Black swans expose the fed's cheap credit booms
- Mark Thornton discusses how black swans are the result of economic imbalances driven by the Fed's cheap credit policies.
- He references James McLure's idea of sequestered capital and highlights past financial crises resulting from similar conditions.
- Thornton concludes that the solution lies in removing the offering of easy money instead of imposing more regulations.

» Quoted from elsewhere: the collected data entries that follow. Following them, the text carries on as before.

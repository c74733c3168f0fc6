//! SBOM 빌더 에러 타입
//!
//! [`SbomBuilderError`]는 manifest 해석부터 SPDX 직렬화까지 이 크레이트에서
//! 발생할 수 있는 모든 에러를 나타냅니다.
//! `From<SbomBuilderError> for ChiselSbomError` 구현을 통해 `?` 연산자로
//! 상위 에러 타입으로 자연스럽게 전파됩니다.
//!
//! # 에러 카테고리
//!
//! - **경로 분류 모순**: `InvalidFileType`, `ModifiedLink`
//! - **manifest 해석**: `ManifestRead`, `ManifestParse`, `UnsupportedJsonwall`
//! - **크기 제한**: `FileTooBig`, `DecompressedTooLarge`
//! - **직렬화**: `Serialization`
//! - **설정**: `Config`
//! - **파일 I/O**: `Io`

use chisel_sbom_core::error::{ChiselSbomError, ConfigError, DocumentError, ManifestError};

/// SBOM 빌더 도메인 에러
#[derive(Debug, thiserror::Error)]
pub enum SbomBuilderError {
    /// inode와 link가 동시에 설정된 경로
    #[error(
        "cannot build file section: invalid file type: file {path} simultaneously has inode {inode} and link {link}"
    )]
    InvalidFileType {
        /// 문제의 경로
        path: String,
        /// 하드 링크 그룹 id
        inode: u64,
        /// 심볼릭 링크 대상
        link: String,
    },

    /// 링크 또는 하드 링크에 final sha256이 설정된 경로
    #[error(
        "cannot build file section: invalid link: link {path} has a final sha256 (inode {inode}, link '{link}')"
    )]
    ModifiedLink {
        /// 문제의 경로
        path: String,
        /// 하드 링크 그룹 id (0이면 없음)
        inode: u64,
        /// 심볼릭 링크 대상 (빈 문자열이면 없음)
        link: String,
    },

    /// manifest 압축 해제/읽기 실패
    #[error("cannot read manifest: {0}")]
    ManifestRead(String),

    /// manifest 레코드 파싱 실패
    #[error("cannot read manifest: line {line}: {reason}")]
    ManifestParse {
        /// 1부터 시작하는 줄 번호
        line: usize,
        /// 파싱 실패 사유
        reason: String,
    },

    /// 지원하지 않는 jsonwall 버전
    #[error("cannot read manifest: unsupported jsonwall version '{version}'")]
    UnsupportedJsonwall {
        /// 헤더에 기록된 버전
        version: String,
    },

    /// manifest 파일 크기 초과
    #[error("file too large: {path}: {size} bytes (max: {max})")]
    FileTooBig {
        /// 파일 경로
        path: String,
        /// 실제 파일 크기 (바이트)
        size: usize,
        /// 최대 허용 크기 (바이트)
        max: usize,
    },

    /// 압축 해제된 manifest 크기 초과
    #[error("decompressed manifest exceeds {max} bytes")]
    DecompressedTooLarge {
        /// 최대 허용 크기 (바이트)
        max: usize,
    },

    /// SPDX 직렬화 실패
    #[error("spdx serialization error: {0}")]
    Serialization(String),

    /// 설정 에러
    #[error("config error: {field}: {reason}")]
    Config {
        /// 설정 필드명
        field: String,
        /// 에러 사유
        reason: String,
    },

    /// 파일 I/O 에러
    #[error("io error: {path}: {source}")]
    Io {
        /// 관련 파일 경로
        path: String,
        /// 원본 I/O 에러
        source: std::io::Error,
    },
}

impl SbomBuilderError {
    /// 경로 분류 모순 에러인지 여부
    pub fn is_contradiction(&self) -> bool {
        matches!(
            self,
            Self::InvalidFileType { .. } | Self::ModifiedLink { .. }
        )
    }
}

impl From<SbomBuilderError> for ChiselSbomError {
    fn from(err: SbomBuilderError) -> Self {
        match err {
            e @ (SbomBuilderError::InvalidFileType { .. } | SbomBuilderError::ModifiedLink { .. }) => {
                ChiselSbomError::Document(DocumentError::BuildFailed(e.to_string()))
            }
            SbomBuilderError::Serialization(msg) => {
                ChiselSbomError::Document(DocumentError::SerializeFailed(msg))
            }
            e @ (SbomBuilderError::ManifestRead(_) | SbomBuilderError::UnsupportedJsonwall { .. }) => {
                ChiselSbomError::Manifest(ManifestError::ReadFailed(e.to_string()))
            }
            e @ SbomBuilderError::ManifestParse { .. } => {
                ChiselSbomError::Manifest(ManifestError::ParseFailed(e.to_string()))
            }
            SbomBuilderError::FileTooBig { size, max, .. } => {
                ChiselSbomError::Manifest(ManifestError::TooLarge { size, max })
            }
            SbomBuilderError::DecompressedTooLarge { max } => {
                ChiselSbomError::Manifest(ManifestError::TooLarge {
                    size: max.saturating_add(1),
                    max,
                })
            }
            SbomBuilderError::Config { field, reason } => {
                ChiselSbomError::Config(ConfigError::InvalidValue { field, reason })
            }
            SbomBuilderError::Io { source, .. } => ChiselSbomError::Io(source),
        }
    }
}
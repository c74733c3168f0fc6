#![no_main]

use libfuzzer_sys::fuzz_target;
use chisel_sbom_builder::read_manifest;

// 임의 바이트를 zstd 스트림으로 취급 (크기 상한 64 KiB)
fuzz_target!(|data: &[u8]| {
    let _ = read_manifest(data, 64 * 1024);
});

In a recent episode of the podcast Minor Issues, Mark Thornton discussed the phenomenon of black swans, emphasizing that these unexpected events are not root causes of financial crises, but rather an outcome of economic imbalances. He noted that these imbalances are often instigated by the Federal Reserve's policies, notably the provision of cheap credit which can lead to reckless financial behavior. Thornton pointed to the concept of sequestered capital introduced by James McLure. This idea explains how financial innovations and private assets can remain hidden from the public eye, fostering conditions that may ultimately lead to economic downturns. Thornton highlighted a historical perspective, referencing instances such as the Dutch Tulip Bubble and the investment trusts of 1929. Each of these financial events illustrated a cycle where policy-induced credit expansion led to the creation of risky and opaque financial instruments, which when real declines occur in the market, become the 'unknowns' that contribute to crises. Today, similar patterns can be observed in several sectors including hedge-fund private deals, AI data centers, and commercial real estate. The discussion suggests that while regulation may be a response to financial instability, it fails to address the core issue: the facilitation of easy money by the Federal Reserve. Thornton argues for a reevaluation of monetary policy, advocating for the removal of the mechanisms that allow for such credit booms in order to mitigate future crises. The long-standing effects of these actions can lead to significant economic repercussions. The podcast episode also recommends further reading, specifically McLure's work titled “Sequestered Capital: An Overlooked Lacuna in the Capital Structure” to delve deeper into the implications of sequestered capital in today’s economy. It is evident that understanding these dynamics is crucial for both policymakers and investors as the economy navigates complex challenges driven by monetary policy.